Contrat de performance
Pour rappel, c’est en 2018 que l’Etat camerounais, représenté par le ministre des finances Louis Paul Motaze signait avec les dirigeants de CBC un contrat de performance étalé sur une période de 3 ans (2018-2020). Il était exigé de la banque un triple objectif : « asseoir dans l’établissement un cadre de gouvernance conforme aux bonnes pratiques ; parvenir à une consolidation de l’assise financière de la banque au regard des normes prudentielles en vigueur ; préparer l’ouverture du capital de la banque au profit des investisseurs crédibles, conformément à l’engagement de l’Etat, actionnaire majoritaire ». Au plan financier, la banque devait conserver un certain niveau de profitabilité et honorer les ratios prudentiels. Il lui était exigé de détenir des fonds propres nets corrigés de 15,529 milliards FCFA en 2020 contre 12,016 milliards en 2017, 12,937 milliards en 2018 et 14,097 milliards en 2019. Toujours dans le cadre de ce contrat de performance, le résultat net bancaire devait se situer à 1,803 milliard de FCFA en 2018, 2,110 milliards en 2019 et 2,603 milliards en 2020. S’agissant des dépôts ceux-ci devaient être de 215,480 milliards FCFA en 2018 contre 172,384 milliards FCFA en 2017. Aujourd’hui CBC est une banque qui a surclassé ces objectifs contractuels. Sorti de restructuration en 2016, la Banque remplit bien ses obligations avec des résultats nets positifs de 1,5 milliards, 2,5 milliards et 3,6 milliards réalisés respectivement en 2017, 2019 et 2020, la banque ambitionne même de porter son capital à 16,5 milliards de FCFA.
Soutien à l’économie
Outre les bénéfices que l’Etat y réalise, CBC s’est davantage positionnée comme un acteur économique de poids. Toujours selon nos informations, en 2020 et malgré la crise sanitaire liée à la pandémie du coronavirus, elle a consentit des crédits à l’économie de l’ordre de 316 milliards de FCFA pour des dépôts collectés de 320 milliards. Sa contribution fiscale s’est établie à 723 millions en termes d’impôts sur les sociétés et 400 millions de FCFA d’impôts et taxes. Les charges du personnel s’évaluent à 6,5 milliards de FCFA.

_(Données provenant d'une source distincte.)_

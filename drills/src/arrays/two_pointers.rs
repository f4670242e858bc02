use crate::data_structures::ArrayList;
use crate::sorting::quick_sort;

/// All distinct triples summing to zero, each sorted ascending.
pub fn three_sum(nums: &[i32]) -> Vec<[i32; 3]> {
    let mut sorted = nums.to_vec();
    quick_sort(&mut sorted);

    let mut out = ArrayList::new();
    let n = sorted.len();
    for i in 0..n.saturating_sub(2) {
        if i > 0 && sorted[i] == sorted[i - 1] {
            continue;
        }
        let (mut l, mut r) = (i + 1, n - 1);
        while l < r {
            let total = i64::from(sorted[i]) + i64::from(sorted[l]) + i64::from(sorted[r]);
            if total == 0 {
                out.push([sorted[i], sorted[l], sorted[r]]);
                l += 1;
                r -= 1;
                while l < r && sorted[l] == sorted[l - 1] {
                    l += 1;
                }
                while l < r && sorted[r] == sorted[r + 1] {
                    r -= 1;
                }
            } else if total < 0 {
                l += 1;
            } else {
                r -= 1;
            }
        }
    }
    out.into_vec()
}

/// Largest water area between two lines, moving the shorter side inward.
pub fn max_area(heights: &[i32]) -> i64 {
    if heights.len() < 2 {
        return 0;
    }
    let (mut l, mut r) = (0, heights.len() - 1);
    let mut best = 0i64;
    while l < r {
        let width = (r - l) as i64;
        let h = heights[l].min(heights[r]);
        best = best.max(i64::from(h) * width);
        if heights[l] < heights[r] {
            l += 1;
        } else {
            r -= 1;
        }
    }
    best
}
//! Letter order of an alien alphabet from a sorted word list.
//!
//! Each adjacent pair of words contributes at most one precedence edge: the
//! first position where they differ. A word followed by its own proper prefix
//! is a contradiction. Letters with no forced order keep first-appearance order.

use std::collections::HashMap;

use log::debug;

use super::adj_list::AdjList;
use super::topological_sort::topological_order;

pub fn alien_order(words: &[&str]) -> Option<String> {
    let mut letters: Vec<char> = Vec::new();
    let mut index: HashMap<char, usize> = HashMap::new();
    for word in words {
        for ch in word.chars() {
            index.entry(ch).or_insert_with(|| {
                letters.push(ch);
                letters.len() - 1
            });
        }
    }

    let mut graph = AdjList::new(letters.len());
    for pair in words.windows(2) {
        let (a, b) = (pair[0], pair[1]);
        match a.chars().zip(b.chars()).find(|(x, y)| x != y) {
            Some((x, y)) => {
                let (u, v) = (*index.get(&x)?, *index.get(&y)?);
                graph.add_edge(u, v).ok()?;
            }
            None if a.chars().count() > b.chars().count() => {
                debug!("`{a}` sorts before its own prefix `{b}`");
                return None;
            }
            None => {}
        }
    }

    let Some(order) = topological_order(&graph) else {
        debug!("letter precedences form a cycle");
        return None;
    };
    Some(order.into_iter().map(|i| letters[i]).collect())
}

Léandre Djummo : l’artisan de la réussite
Il avait le profil de l’emploi, au moment où le conseil d’administration de la Commercial Bank-Cameroun (CBC) a décidé le 6 mai 2016, de jeter son dévolu sur lui pour prendre les rênes de la banque, alors qu’il avait pris sa retraite depuis 2009. Léandre Djummo, 67 ans à l’époque, n’était pas forcément un cheveu dans la soupe car, il avait séjourné à la Commission bancaire d’Afrique Centrale (Cobac), où il avait déjà connaissance du dossier de la CBC en détresse, et dont le capital est détenu à 98% par l’Etat camerounais.
De sa riche expérience dans le secteur bancaire, il offrira également ses services à la Banque des Etats de l’Afrique centrale (Beac). Quoiqu’en retraite, il n’avait définitivement pas coupé le cordon avec le monde des finances et des affaires, puisqu’il exerçait, avant sa désignation, comme administrateur d’Afriland First Bank Cameroun et de la Société camerounaise d’équipement (SCE), tout en dirigeant un cabinet spécialisé dans l’audit et la restructuration bancaires.